▸ **WHAT YOU WILL DO**: Check each line of the entries below for the word "Paint" and state only how many lines have it.

Saved data entries
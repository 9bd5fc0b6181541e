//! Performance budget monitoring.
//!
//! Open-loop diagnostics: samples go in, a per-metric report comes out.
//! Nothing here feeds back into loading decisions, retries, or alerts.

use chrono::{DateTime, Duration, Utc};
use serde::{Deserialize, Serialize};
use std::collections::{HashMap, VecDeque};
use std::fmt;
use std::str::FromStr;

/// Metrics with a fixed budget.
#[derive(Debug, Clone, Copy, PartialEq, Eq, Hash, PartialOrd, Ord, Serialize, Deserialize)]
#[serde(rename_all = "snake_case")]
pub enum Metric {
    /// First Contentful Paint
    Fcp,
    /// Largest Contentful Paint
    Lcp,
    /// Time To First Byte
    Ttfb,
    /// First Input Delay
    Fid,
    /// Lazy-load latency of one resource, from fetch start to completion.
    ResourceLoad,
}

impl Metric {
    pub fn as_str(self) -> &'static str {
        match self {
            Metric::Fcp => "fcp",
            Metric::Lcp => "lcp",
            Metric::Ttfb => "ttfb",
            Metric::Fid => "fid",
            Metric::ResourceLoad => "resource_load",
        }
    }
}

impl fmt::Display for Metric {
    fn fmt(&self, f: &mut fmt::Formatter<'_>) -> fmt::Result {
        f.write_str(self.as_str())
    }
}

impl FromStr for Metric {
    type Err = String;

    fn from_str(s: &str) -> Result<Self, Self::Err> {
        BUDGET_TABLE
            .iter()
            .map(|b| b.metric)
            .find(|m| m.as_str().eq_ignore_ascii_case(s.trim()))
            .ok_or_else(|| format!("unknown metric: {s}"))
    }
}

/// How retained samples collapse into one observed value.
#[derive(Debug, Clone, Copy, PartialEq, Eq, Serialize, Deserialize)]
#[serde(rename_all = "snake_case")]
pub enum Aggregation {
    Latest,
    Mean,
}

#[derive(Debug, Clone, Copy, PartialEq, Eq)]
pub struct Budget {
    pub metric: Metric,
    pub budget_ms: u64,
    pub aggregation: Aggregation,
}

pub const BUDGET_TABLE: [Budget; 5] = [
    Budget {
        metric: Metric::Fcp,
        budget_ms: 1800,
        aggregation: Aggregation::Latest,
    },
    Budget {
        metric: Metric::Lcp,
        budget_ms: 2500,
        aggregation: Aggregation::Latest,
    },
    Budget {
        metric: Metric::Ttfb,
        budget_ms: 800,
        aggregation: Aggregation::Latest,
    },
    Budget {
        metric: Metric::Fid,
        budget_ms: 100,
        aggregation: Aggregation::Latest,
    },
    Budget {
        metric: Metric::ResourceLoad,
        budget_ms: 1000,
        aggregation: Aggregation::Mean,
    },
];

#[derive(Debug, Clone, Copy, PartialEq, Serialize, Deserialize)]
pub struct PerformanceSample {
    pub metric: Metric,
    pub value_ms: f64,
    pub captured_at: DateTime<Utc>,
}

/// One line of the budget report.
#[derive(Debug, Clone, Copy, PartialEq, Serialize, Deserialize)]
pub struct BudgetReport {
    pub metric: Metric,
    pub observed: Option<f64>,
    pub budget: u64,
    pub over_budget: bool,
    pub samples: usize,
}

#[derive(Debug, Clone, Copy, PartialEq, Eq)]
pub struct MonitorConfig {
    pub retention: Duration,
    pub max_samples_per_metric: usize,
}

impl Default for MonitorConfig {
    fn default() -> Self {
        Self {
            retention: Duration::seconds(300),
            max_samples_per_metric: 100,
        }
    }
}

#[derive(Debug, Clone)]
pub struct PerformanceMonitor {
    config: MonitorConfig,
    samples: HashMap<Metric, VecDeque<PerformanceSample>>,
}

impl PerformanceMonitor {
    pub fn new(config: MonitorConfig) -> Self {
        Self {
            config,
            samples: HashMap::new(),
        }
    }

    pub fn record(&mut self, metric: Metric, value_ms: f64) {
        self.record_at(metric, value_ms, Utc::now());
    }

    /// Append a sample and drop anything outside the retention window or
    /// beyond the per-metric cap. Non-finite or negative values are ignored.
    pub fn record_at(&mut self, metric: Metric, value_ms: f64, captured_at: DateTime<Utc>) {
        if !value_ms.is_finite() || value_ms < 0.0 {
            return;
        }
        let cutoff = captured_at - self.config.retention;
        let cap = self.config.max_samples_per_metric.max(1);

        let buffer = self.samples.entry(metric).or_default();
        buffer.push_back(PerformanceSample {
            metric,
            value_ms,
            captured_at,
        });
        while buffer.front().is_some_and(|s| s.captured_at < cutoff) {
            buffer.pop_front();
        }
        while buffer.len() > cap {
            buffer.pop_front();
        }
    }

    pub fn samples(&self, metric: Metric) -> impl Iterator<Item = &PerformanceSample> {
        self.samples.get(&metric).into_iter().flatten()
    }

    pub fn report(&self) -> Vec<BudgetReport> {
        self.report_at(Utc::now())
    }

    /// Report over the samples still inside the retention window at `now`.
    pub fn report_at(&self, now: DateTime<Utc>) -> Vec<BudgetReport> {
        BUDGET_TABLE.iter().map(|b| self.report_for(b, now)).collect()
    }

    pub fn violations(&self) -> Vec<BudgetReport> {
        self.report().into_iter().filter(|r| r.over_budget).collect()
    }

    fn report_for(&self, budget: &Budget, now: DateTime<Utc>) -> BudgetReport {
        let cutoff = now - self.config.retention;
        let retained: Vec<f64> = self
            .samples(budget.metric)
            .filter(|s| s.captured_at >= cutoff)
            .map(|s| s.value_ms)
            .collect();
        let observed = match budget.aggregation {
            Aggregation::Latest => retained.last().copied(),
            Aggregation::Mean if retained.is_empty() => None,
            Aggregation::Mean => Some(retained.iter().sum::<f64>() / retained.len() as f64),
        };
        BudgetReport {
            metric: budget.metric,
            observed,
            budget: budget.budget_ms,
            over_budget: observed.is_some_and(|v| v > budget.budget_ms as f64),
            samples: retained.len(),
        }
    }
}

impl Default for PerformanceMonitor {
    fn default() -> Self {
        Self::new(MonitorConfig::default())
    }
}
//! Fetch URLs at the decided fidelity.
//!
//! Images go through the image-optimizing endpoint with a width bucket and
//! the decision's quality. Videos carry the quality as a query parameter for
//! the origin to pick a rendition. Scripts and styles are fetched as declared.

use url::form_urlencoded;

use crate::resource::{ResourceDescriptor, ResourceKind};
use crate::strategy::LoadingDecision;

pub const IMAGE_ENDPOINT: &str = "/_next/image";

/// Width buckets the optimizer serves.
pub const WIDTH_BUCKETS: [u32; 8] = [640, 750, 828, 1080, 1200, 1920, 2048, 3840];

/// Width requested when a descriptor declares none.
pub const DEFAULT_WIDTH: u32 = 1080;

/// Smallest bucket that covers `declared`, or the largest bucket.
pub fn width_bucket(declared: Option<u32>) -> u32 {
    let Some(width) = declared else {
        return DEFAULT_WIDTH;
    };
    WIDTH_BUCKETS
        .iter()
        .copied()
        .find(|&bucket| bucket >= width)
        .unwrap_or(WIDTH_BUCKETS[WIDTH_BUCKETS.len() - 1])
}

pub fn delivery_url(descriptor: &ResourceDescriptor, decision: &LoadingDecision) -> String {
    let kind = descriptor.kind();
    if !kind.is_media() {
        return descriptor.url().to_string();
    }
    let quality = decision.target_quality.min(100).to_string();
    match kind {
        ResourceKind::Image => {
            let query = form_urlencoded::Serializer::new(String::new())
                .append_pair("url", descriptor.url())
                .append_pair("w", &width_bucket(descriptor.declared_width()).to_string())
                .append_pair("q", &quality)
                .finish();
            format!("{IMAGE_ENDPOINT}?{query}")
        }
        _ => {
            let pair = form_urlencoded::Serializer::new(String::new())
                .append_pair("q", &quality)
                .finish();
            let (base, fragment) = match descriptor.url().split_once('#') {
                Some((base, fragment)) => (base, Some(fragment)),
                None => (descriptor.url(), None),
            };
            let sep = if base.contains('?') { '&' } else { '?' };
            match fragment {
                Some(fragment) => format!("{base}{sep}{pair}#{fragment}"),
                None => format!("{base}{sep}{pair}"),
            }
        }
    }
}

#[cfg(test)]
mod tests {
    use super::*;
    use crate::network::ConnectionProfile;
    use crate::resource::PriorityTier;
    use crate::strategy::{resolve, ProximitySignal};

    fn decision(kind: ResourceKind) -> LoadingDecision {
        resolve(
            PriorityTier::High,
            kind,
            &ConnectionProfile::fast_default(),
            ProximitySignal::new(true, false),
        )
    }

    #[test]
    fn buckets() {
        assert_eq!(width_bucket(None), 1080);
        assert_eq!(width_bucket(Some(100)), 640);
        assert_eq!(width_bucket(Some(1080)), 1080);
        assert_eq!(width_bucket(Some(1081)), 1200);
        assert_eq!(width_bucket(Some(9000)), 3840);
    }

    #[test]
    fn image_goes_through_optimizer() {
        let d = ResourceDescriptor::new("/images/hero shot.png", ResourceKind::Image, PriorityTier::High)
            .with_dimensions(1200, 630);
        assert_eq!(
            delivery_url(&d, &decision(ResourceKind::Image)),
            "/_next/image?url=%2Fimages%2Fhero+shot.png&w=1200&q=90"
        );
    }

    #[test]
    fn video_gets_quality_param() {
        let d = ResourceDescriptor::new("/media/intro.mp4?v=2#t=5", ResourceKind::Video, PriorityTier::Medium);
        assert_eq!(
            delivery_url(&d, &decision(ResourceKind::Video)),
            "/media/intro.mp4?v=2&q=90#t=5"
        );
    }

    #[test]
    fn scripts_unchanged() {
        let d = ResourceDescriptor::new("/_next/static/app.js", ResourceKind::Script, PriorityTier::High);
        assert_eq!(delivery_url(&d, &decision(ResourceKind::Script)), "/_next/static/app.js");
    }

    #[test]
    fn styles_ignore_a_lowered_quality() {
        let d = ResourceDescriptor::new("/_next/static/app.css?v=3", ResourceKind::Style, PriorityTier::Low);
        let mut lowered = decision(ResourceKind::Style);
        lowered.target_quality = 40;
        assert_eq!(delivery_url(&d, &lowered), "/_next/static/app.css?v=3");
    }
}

==

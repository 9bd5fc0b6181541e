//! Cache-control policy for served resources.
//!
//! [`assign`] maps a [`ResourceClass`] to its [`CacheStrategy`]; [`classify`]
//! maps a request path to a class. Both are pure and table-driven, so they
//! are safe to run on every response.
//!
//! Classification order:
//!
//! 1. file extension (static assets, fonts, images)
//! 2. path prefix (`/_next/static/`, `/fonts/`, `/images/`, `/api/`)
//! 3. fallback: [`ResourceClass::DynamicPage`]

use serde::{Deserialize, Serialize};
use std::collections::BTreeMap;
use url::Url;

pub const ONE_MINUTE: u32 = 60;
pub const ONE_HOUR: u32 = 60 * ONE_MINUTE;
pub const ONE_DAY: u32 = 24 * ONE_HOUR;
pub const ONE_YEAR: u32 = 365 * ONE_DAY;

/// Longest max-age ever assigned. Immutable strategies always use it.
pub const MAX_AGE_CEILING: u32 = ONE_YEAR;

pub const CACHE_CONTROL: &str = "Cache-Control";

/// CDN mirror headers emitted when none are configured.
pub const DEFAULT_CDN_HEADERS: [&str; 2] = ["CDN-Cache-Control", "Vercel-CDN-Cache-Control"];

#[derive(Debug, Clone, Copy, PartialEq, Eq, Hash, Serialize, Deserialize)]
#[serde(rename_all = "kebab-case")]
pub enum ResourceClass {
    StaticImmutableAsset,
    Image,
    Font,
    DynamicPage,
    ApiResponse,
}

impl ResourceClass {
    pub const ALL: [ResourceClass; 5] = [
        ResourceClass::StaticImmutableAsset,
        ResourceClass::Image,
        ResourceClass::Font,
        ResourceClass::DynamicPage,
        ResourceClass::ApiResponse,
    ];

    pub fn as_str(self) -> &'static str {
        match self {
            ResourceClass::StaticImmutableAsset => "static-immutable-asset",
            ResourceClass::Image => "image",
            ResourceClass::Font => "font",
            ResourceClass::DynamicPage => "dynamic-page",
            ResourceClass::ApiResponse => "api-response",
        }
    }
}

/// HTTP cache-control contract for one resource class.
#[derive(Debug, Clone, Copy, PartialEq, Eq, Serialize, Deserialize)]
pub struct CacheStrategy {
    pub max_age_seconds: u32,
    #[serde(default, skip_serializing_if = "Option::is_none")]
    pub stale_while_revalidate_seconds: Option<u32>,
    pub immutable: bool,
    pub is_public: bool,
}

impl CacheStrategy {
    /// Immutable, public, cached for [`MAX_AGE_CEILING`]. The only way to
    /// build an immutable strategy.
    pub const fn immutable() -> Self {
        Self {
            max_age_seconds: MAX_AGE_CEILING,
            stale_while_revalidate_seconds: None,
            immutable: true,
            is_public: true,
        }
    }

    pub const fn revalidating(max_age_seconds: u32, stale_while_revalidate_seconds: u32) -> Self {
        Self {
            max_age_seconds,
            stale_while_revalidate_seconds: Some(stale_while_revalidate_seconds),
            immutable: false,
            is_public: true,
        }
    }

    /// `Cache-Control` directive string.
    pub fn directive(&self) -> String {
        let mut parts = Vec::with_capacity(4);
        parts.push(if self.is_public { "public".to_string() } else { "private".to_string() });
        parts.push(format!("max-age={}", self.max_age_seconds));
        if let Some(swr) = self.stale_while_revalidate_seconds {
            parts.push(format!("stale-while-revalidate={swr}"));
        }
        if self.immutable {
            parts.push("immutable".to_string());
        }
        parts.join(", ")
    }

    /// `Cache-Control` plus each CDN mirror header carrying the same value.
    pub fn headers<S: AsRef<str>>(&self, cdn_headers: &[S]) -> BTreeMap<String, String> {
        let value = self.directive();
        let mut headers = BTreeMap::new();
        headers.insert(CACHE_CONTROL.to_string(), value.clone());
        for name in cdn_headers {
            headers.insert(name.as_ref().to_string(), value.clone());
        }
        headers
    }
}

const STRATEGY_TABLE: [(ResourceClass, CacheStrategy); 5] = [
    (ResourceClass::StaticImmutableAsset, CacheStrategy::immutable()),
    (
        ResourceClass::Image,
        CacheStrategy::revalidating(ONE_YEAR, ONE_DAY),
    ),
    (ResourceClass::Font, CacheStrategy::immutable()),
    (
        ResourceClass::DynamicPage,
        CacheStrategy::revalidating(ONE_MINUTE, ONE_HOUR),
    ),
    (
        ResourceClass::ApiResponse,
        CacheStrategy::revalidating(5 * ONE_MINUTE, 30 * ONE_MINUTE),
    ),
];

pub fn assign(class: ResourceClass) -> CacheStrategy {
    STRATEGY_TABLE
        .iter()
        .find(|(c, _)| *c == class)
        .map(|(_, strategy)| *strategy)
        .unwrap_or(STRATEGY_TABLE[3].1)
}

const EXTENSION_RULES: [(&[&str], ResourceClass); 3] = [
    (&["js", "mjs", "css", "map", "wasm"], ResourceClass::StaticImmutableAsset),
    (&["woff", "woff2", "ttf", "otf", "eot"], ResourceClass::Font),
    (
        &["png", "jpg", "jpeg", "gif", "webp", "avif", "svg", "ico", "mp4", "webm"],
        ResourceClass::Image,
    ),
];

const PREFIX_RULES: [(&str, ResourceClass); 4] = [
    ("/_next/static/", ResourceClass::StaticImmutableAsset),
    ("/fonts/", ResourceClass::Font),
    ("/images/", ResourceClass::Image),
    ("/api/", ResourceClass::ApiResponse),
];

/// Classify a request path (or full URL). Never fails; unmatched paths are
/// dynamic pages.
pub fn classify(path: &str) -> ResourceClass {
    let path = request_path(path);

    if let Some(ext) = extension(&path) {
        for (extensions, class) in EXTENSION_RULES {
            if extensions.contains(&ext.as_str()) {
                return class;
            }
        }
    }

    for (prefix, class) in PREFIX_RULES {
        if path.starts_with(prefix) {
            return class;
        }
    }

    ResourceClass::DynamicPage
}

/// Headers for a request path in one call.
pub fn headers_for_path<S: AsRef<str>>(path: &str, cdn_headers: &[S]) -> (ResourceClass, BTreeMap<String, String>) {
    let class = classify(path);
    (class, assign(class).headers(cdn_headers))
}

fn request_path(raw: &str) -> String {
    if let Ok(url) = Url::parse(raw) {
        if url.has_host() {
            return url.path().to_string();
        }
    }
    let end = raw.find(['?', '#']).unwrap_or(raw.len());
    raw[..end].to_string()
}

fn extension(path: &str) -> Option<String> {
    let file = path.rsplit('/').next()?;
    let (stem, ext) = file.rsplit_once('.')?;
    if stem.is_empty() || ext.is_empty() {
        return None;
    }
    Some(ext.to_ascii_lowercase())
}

▸ **RESULT BELOW**: 2